We don’t have any reliable statistics on Chinese agriculture or industrial production, but it seems that China was heavily dependent on Soviet aid and that it got whatever it needed until their split in 1960, when Stalin finally said no when Mao asked for nuclear weapons. Chinese politics gets really crazy after that, all we know is that somehow Mao and his proteges thought it would be a good idea to implement the Hundred Flowers, an attempt to allow direct consumer complaints. Chinese offices were promptly flooded with complaints about EVERYTHING – not enough food, not enough electricity, not enough water, service isn’t good, quality isn’t good, managers aren’t good, etc. etc. etc. It was a pretty good idea but nobody expected the level of fury and scale of complaints that Chinese had been bottling up for fear of being purged. Then the Great Leap Forward, Mao’s attempt to industrialize without the USSR and without such useless trivialities like engineers or factories.
What’s fortunate for China is that Mao was overthrown in a brief coup in 1958, after the Great Leap Forward. When Mao arranged his counterstroke in 1964, he struck first by imprisoning the coup’s right-hand man and its shrewdest leader, a guy named Deng Xiaoping. Mao ended up shooting the rest of the coup but somehow forgot about Deng. Mao then purged his own leadership to prevent another coup. He then decided to purge the entire country with the Cultural Revolution. Deng wasn’t spared (his son was thrown out of a four-story building), but he managed to lay low and not die during this time.

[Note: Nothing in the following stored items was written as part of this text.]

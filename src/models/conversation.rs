use chrono::{DateTime, Utc};
use serde::{Deserialize, Serialize};

use super::BookingInfo;

#[derive(Debug, Clone, Copy, Serialize, Deserialize, PartialEq, Eq)]
#[serde(rename_all = "lowercase")]
pub enum ConversationStatus {
    Active,
    Completed,
    Cancelled,
}

impl ConversationStatus {
    pub fn as_str(&self) -> &'static str {
        match self {
            ConversationStatus::Active => "active",
            ConversationStatus::Completed => "completed",
            ConversationStatus::Cancelled => "cancelled",
        }
    }

    pub fn parse(s: &str) -> Self {
        match s {
            "completed" => ConversationStatus::Completed,
            "cancelled" => ConversationStatus::Cancelled,
            _ => ConversationStatus::Active,
        }
    }
}

#[derive(Debug, Clone, Copy, Serialize, Deserialize, PartialEq, Eq)]
#[serde(rename_all = "lowercase")]
pub enum MessageRole {
    User,
    Assistant,
    System,
}

impl MessageRole {
    pub fn as_str(&self) -> &'static str {
        match self {
            MessageRole::User => "user",
            MessageRole::Assistant => "assistant",
            MessageRole::System => "system",
        }
    }
}

#[derive(Debug, Clone, Serialize, Deserialize)]
pub struct ConversationMessage {
    pub role: MessageRole,
    pub content: String,
    pub timestamp: DateTime<Utc>,
}

#[derive(Debug, Clone, Serialize, Deserialize)]
#[serde(rename_all = "camelCase")]
pub struct Conversation {
    pub id: String,
    pub session_id: String,
    pub messages: Vec<ConversationMessage>,
    pub booking_info: BookingInfo,
    pub status: ConversationStatus,
    pub created_at: DateTime<Utc>,
    pub updated_at: DateTime<Utc>,
    pub completed_at: Option<DateTime<Utc>>,
}

impl Conversation {
    /// Appends a message, keeping timestamps non-decreasing even if the
    /// wall clock steps backwards between turns.
    pub fn push_message(&mut self, role: MessageRole, content: impl Into<String>) {
        let now = Utc::now();
        let timestamp = match self.messages.last() {
            Some(last) if last.timestamp > now => last.timestamp,
            _ => now,
        };
        self.messages.push(ConversationMessage {
            role,
            content: content.into(),
            timestamp,
        });
        self.updated_at = timestamp;
    }

    pub fn is_active(&self) -> bool {
        self.status == ConversationStatus::Active
    }

    pub fn last_content(&self) -> Option<&str> {
        self.messages.last().map(|m| m.content.as_str())
    }
}

#[cfg(test)]
mod tests {
    use super::*;
    use chrono::Duration;

    fn empty() -> Conversation {
        let now = Utc::now();
        Conversation {
            id: "c1".to_string(),
            session_id: "s1".to_string(),
            messages: vec![],
            booking_info: BookingInfo::default(),
            status: ConversationStatus::Active,
            created_at: now,
            updated_at: now,
            completed_at: None,
        }
    }

    #[test]
    fn test_status_round_trips_through_str() {
        for status in [
            ConversationStatus::Active,
            ConversationStatus::Completed,
            ConversationStatus::Cancelled,
        ] {
            assert_eq!(ConversationStatus::parse(status.as_str()), status);
        }
        assert_eq!(ConversationStatus::parse("garbage"), ConversationStatus::Active);
    }

    #[test]
    fn test_push_message_never_goes_back_in_time() {
        let mut conv = empty();
        let future = Utc::now() + Duration::minutes(5);
        conv.messages.push(ConversationMessage {
            role: MessageRole::Assistant,
            content: "hello".to_string(),
            timestamp: future,
        });

        conv.push_message(MessageRole::User, "hi");

        assert_eq!(conv.messages.len(), 2);
        assert!(conv.messages[0].timestamp <= conv.messages[1].timestamp);
        assert_eq!(conv.last_content(), Some("hi"));
    }
}
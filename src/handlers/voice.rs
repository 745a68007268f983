use std::sync::Arc;

use axum::extract::{Multipart, State};
use axum::http::header;
use axum::response::{IntoResponse, Response};
use axum::Json;
use serde::{Deserialize, Serialize};

use crate::errors::AppError;
use crate::services::speech::{self, SpeechQuality, SpeechRequest, Voice, DEFAULT_VOICE, VOICES};
use crate::state::AppState;

use super::{fail, ok};

/// Largest accepted audio upload.
pub const MAX_AUDIO_BYTES: usize = 10 * 1024 * 1024;

const AUDIO_FIELD: &str = "audio";

#[derive(Serialize)]
struct Transcription {
    transcription: String,
}

struct Upload {
    bytes: Vec<u8>,
    file_name: String,
    mime: String,
}

async fn read_audio(mut multipart: Multipart) -> Result<Upload, AppError> {
    while let Some(field) = multipart
        .next_field()
        .await
        .map_err(|e| AppError::Validation(e.body_text()))?
    {
        if field.name() != Some(AUDIO_FIELD) {
            continue;
        }

        let mime = field.content_type().unwrap_or_default().to_string();
        if !mime.starts_with("audio/") {
            return Err(AppError::Validation("Only audio files are allowed".to_string()));
        }
        let file_name = field.file_name().unwrap_or("audio.webm").to_string();
        let bytes = field
            .bytes()
            .await
            .map_err(|e| AppError::Validation(e.body_text()))?;
        if bytes.len() > MAX_AUDIO_BYTES {
            return Err(AppError::Validation("Audio file is too large".to_string()));
        }

        return Ok(Upload {
            bytes: bytes.to_vec(),
            file_name,
            mime,
        });
    }

    Err(AppError::Validation("No audio file provided".to_string()))
}

// POST /api/voice/transcribe
pub async fn transcribe(State(state): State<Arc<AppState>>, multipart: Multipart) -> Response {
    let upload = match read_audio(multipart).await {
        Ok(upload) => upload,
        Err(e) => return fail(&state, e),
    };

    tracing::info!(bytes = upload.bytes.len(), mime = %upload.mime, "transcribing audio");
    match state
        .speech
        .transcribe(upload.bytes, &upload.file_name, &upload.mime)
        .await
    {
        Ok(transcription) => ok(Transcription { transcription }),
        Err(e) => fail(&state, AppError::Upstream(e)),
    }
}

#[derive(Debug, Deserialize)]
pub struct SpeakRequest {
    pub text: Option<String>,
    pub voice: Option<String>,
    pub speed: Option<f32>,
}

impl SpeakRequest {
    fn into_speech(self, quality: SpeechQuality) -> Result<SpeechRequest, AppError> {
        let text = self
            .text
            .filter(|t| !t.trim().is_empty())
            .ok_or_else(|| AppError::Validation("Text is required".to_string()))?;

        let (voice, speed) = match quality {
            SpeechQuality::Standard => (DEFAULT_VOICE.to_string(), 1.0),
            SpeechQuality::High => {
                let voice = self.voice.unwrap_or_else(|| DEFAULT_VOICE.to_string());
                if !speech::is_known_voice(&voice) {
                    return Err(AppError::Validation(format!("Unknown voice: {voice}")));
                }
                (voice, self.speed.unwrap_or(1.0).clamp(0.25, 4.0))
            }
        };

        Ok(SpeechRequest {
            text,
            voice,
            quality,
            speed,
        })
    }
}

async fn speak_with(state: &AppState, body: SpeakRequest, quality: SpeechQuality) -> Response {
    let request = match body.into_speech(quality) {
        Ok(request) => request,
        Err(e) => return fail(state, e),
    };

    match state.speech.speak(&request).await {
        Ok(audio) => (
            [
                (header::CONTENT_TYPE, "audio/mpeg"),
                (header::CACHE_CONTROL, "no-cache"),
            ],
            audio,
        )
            .into_response(),
        Err(e) => fail(state, AppError::Upstream(e)),
    }
}

// POST /api/voice/speak
pub async fn speak(State(state): State<Arc<AppState>>, Json(body): Json<SpeakRequest>) -> Response {
    speak_with(&state, body, SpeechQuality::Standard).await
}

// POST /api/voice/speak-enhanced
pub async fn speak_enhanced(State(state): State<Arc<AppState>>, Json(body): Json<SpeakRequest>) -> Response {
    speak_with(&state, body, SpeechQuality::High).await
}

#[derive(Serialize)]
struct Voices {
    voices: &'static [Voice],
}

// GET /api/voice/voices
pub async fn voices() -> Response {
    ok(Voices { voices: VOICES })
}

The Cultural Revolution is probably the stupidest event of the 20th century, which is amazing because I’ve already covered a lot of pretty stupid events. Nobody is sure what the human cost was, but it numbers in the tens of millions of people who were killed. What we can say with certainty is that China emerged from the Cultural Revolution as one of the poorest nations on Earth, with a GDP per capita that was half of India’s and on par with Tanzania and Mali.